Not surprisingly, these are the areas where critical employment opportunities are emerging. In New South Wales, for example, recruitment specialist Hays says highway and bridge engineers, civil drafters and transport planners will all be needed for major infrastructure work, while building structural engineers and land development specialists are in demand for major commercial and residential projects. Structural engineers are also needed for work on large high-rise residential developments in Victoria, meanwhile, and those with Revit experience and modelling skills are sought after across the majority of markets around the nation.

Even here, however, there are challenges. Tighter lending requirements are expected to deliver a pull-back in speculative development on new high rise residential complexes – a phenomenon which will no doubt be exacerbated as uncertainty in China causes some Chinese investment activity to pull back. New temporary height restrictions in Melbourne could well put an end to the current roll of skyscrapers going up in that market.

Meanwhile, developments are happening on other fronts. Following last summer’s fire at LaCross, the sector is dealing with concerns relating to building control, fire safety and the use of non-compliant products on building sites.

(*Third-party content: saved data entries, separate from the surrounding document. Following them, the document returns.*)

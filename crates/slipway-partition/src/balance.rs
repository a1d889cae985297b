//! Work balancing: splits work items across N workers.

use rand::rngs::StdRng;
use rand::seq::SliceRandom;
use rand::SeedableRng;
use std::collections::HashMap;
use std::time::Duration;

use slipway_config::BalancerChoice;

/// One unit of work with its byte size.
#[derive(Debug, Clone, PartialEq, Eq)]
pub struct WorkItem {
    pub path: String,
    pub size: u64,
}

impl WorkItem {
    pub fn new(path: impl Into<String>, size: u64) -> Self {
        Self {
            path: path.into(),
            size,
        }
    }
}

/// Historical timing samples, item path → observed durations.
#[derive(Debug, Default, Clone)]
pub struct TimingHistory {
    samples: HashMap<String, Vec<Duration>>,
}

impl TimingHistory {
    pub fn new() -> Self {
        Self::default()
    }

    pub fn record(&mut self, path: impl Into<String>, duration: Duration) {
        self.samples.entry(path.into()).or_default().push(duration);
    }

    pub fn is_empty(&self) -> bool {
        self.samples.values().all(Vec::is_empty)
    }

    /// Worst observed duration for an item, if it was ever seen.
    fn worst(&self, path: &str) -> Option<Duration> {
        self.samples.get(path)?.iter().max().copied()
    }

    /// Smallest duration observed across all items.
    fn min_observed(&self) -> Option<Duration> {
        self.samples.values().flatten().min().copied()
    }
}

/// Split `items` into at most `workers` groups (strategies may produce more
/// or fewer; `isolated` ignores the count entirely). When timing samples
/// exist, LPT time-greedy balancing takes precedence over the configured
/// strategy. Every input item lands in exactly one group; empty groups are
/// dropped.
pub fn balance(
    items: Vec<WorkItem>,
    workers: usize,
    choice: BalancerChoice,
    timings: Option<&TimingHistory>,
    seed: u64,
) -> Vec<Vec<WorkItem>> {
    let workers = workers.max(1);
    if items.is_empty() {
        return Vec::new();
    }

    let groups = match timings {
        Some(history) if !history.is_empty() => time_greedy(items, workers, history),
        _ => match choice {
            BalancerChoice::Alphabetical => alphabetical(items, workers),
            BalancerChoice::Isolated => items.into_iter().map(|item| vec![item]).collect(),
            BalancerChoice::RoundRobin => round_robin(items, workers),
            BalancerChoice::SortedRoundRobin => {
                let mut items = items;
                items.sort_by(|a, b| b.size.cmp(&a.size).then_with(|| a.path.cmp(&b.path)));
                round_robin(items, workers)
            }
            BalancerChoice::GreedySize => greedy_size(items, workers),
            BalancerChoice::AverageSize => average_size(items, workers),
            BalancerChoice::Shuffle => shuffle(items, workers, seed),
            BalancerChoice::TimeGreedy => greedy_size(items, workers),
        },
    };

    groups.into_iter().filter(|g| !g.is_empty()).collect()
}

/// Sort by path, split into contiguous chunks.
fn alphabetical(mut items: Vec<WorkItem>, workers: usize) -> Vec<Vec<WorkItem>> {
    items.sort_by(|a, b| a.path.cmp(&b.path));
    chunked(items, workers)
}

fn chunked(items: Vec<WorkItem>, workers: usize) -> Vec<Vec<WorkItem>> {
    let per_chunk = items.len().div_ceil(workers);
    items
        .chunks(per_chunk)
        .map(|chunk| chunk.to_vec())
        .collect()
}

/// Deal items to buckets in order.
fn round_robin(items: Vec<WorkItem>, workers: usize) -> Vec<Vec<WorkItem>> {
    let mut buckets = vec![Vec::new(); workers];
    for (i, item) in items.into_iter().enumerate() {
        buckets[i % workers].push(item);
    }
    buckets
}

/// Classic bin-packing: each item, largest first, into the currently
/// smallest bucket.
fn greedy_size(mut items: Vec<WorkItem>, workers: usize) -> Vec<Vec<WorkItem>> {
    items.sort_by(|a, b| b.size.cmp(&a.size).then_with(|| a.path.cmp(&b.path)));
    let mut buckets: Vec<(u64, Vec<WorkItem>)> = vec![(0, Vec::new()); workers];
    for item in items {
        let bucket = buckets.iter_mut().min_by_key(|(load, _)| *load).unwrap();
        bucket.0 += item.size;
        bucket.1.push(item);
    }
    buckets.into_iter().map(|(_, items)| items).collect()
}

/// Fill a bucket until it reaches the average per-worker byte size, then
/// start the next.
fn average_size(items: Vec<WorkItem>, workers: usize) -> Vec<Vec<WorkItem>> {
    let total: u64 = items.iter().map(|i| i.size).sum();
    let threshold = (total / workers as u64).max(1);

    let mut groups: Vec<Vec<WorkItem>> = vec![Vec::new()];
    let mut current_size = 0u64;
    for item in items {
        if current_size >= threshold && !groups.last().unwrap().is_empty() {
            groups.push(Vec::new());
            current_size = 0;
        }
        current_size += item.size;
        groups.last_mut().unwrap().push(item);
    }
    groups
}

/// Seeded Fisher-Yates shuffle, then contiguous chunks.
fn shuffle(mut items: Vec<WorkItem>, workers: usize, seed: u64) -> Vec<Vec<WorkItem>> {
    let mut rng = StdRng::seed_from_u64(seed);
    items.shuffle(&mut rng);
    chunked(items, workers)
}

/// Greedy-LPT makespan heuristic over historical durations: items sorted by
/// worst observed duration descending, each placed into the least-loaded
/// bucket. Half the minimum observed duration is subtracted from each
/// placement as an amortized per-item setup cost; unseen items default to
/// the minimum observed duration.
fn time_greedy(mut items: Vec<WorkItem>, workers: usize, history: &TimingHistory) -> Vec<Vec<WorkItem>> {
    let floor = history.min_observed().unwrap_or(Duration::ZERO);
    let setup_discount = floor / 2;
    let cost = |item: &WorkItem| history.worst(&item.path).unwrap_or(floor);

    items.sort_by(|a, b| cost(b).cmp(&cost(a)).then_with(|| a.path.cmp(&b.path)));

    let mut buckets: Vec<(Duration, Vec<WorkItem>)> = vec![(Duration::ZERO, Vec::new()); workers];
    for item in items {
        let placement = cost(&item).saturating_sub(setup_discount);
        let bucket = buckets.iter_mut().min_by_key(|(load, _)| *load).unwrap();
        bucket.0 += placement;
        bucket.1.push(item);
    }
    buckets.into_iter().map(|(_, items)| items).collect()
}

To maintain quality amid an anticipated wave of foreign workers coming into the market, meanwhile, Engineers Australia is setting up a scheme to register those who meet certain tests and criteria in order to provide verification of the qualifications and experience of foreign engineers who seek to work within Australia.

Critical areas of opportunity are as follows:

Multi-residential construction

With ground expected to break on more than 100,000 new units and apartments in 2015, the pace at which new work is coming in in multi-residential construction is up by almost two-thirds compared with three years ago and almost three times compared with calendar 2009.

Although starts will drop back after peaking this year, they are expected to remain at historically elevated levels over the foreseeable future, with historically elevated commencement numbers anticipated across almost all states except for the Australian Capital Territory.

Apartment commencements


Not surprisingly, the roads sector in Australia offers significant levels of opportunity as a massive infrastructure program sees the dollar value of work done bottom out at $14.975 billion in 2014/15 before increasing to almost $19 billion by 2017/18.

New South Wales and Queensland appear to be the big winners, as work on projects such as WestConnex, the Pacific Highway – Woolgoolga to Ballina project, the F3 to M2 Corridor and road upgrades associated with the second airport drive activity in the former state and a decent range of projects drives work in the latter.

road construction


This is another area of opportunity which is set to build up to a $7 billion peak by 2017/18 as work on the National Broadband Network continues, with elevated levels of work generally anticipated across the board.

telecommunication construction

Hotels and Accommodation

Although not large by dollar value, accommodation is the only segment of the commercial building market which is expected to experience a long-term trajectory of growth as the sector benefits from a resurgence in tourism and an undersupply of quality facilities.

Thanks to developments like the $4.2 billion Acquis Great Barrier Reef Resort in Cairns as well as the $900 million Jewel Mixed Use Development at Surfers Paradise, the $600 million Capricorn Integrated Resort development in Yeppon near Rockhampton, the $600 billion Linderman Island resort redevelopment on Linderman Island in the Whitsundays and the revitalisation of the Great Keppel Island resort off the coast near Rockhampton, the Gold Coast and Tropical North Queensland are the hot areas for development.

High occupancy levels should create conditions which are conducive to investment in Sydney and Melbourne, meanwhile, while activity is also expected to be reasonably buoyant in Brisbane.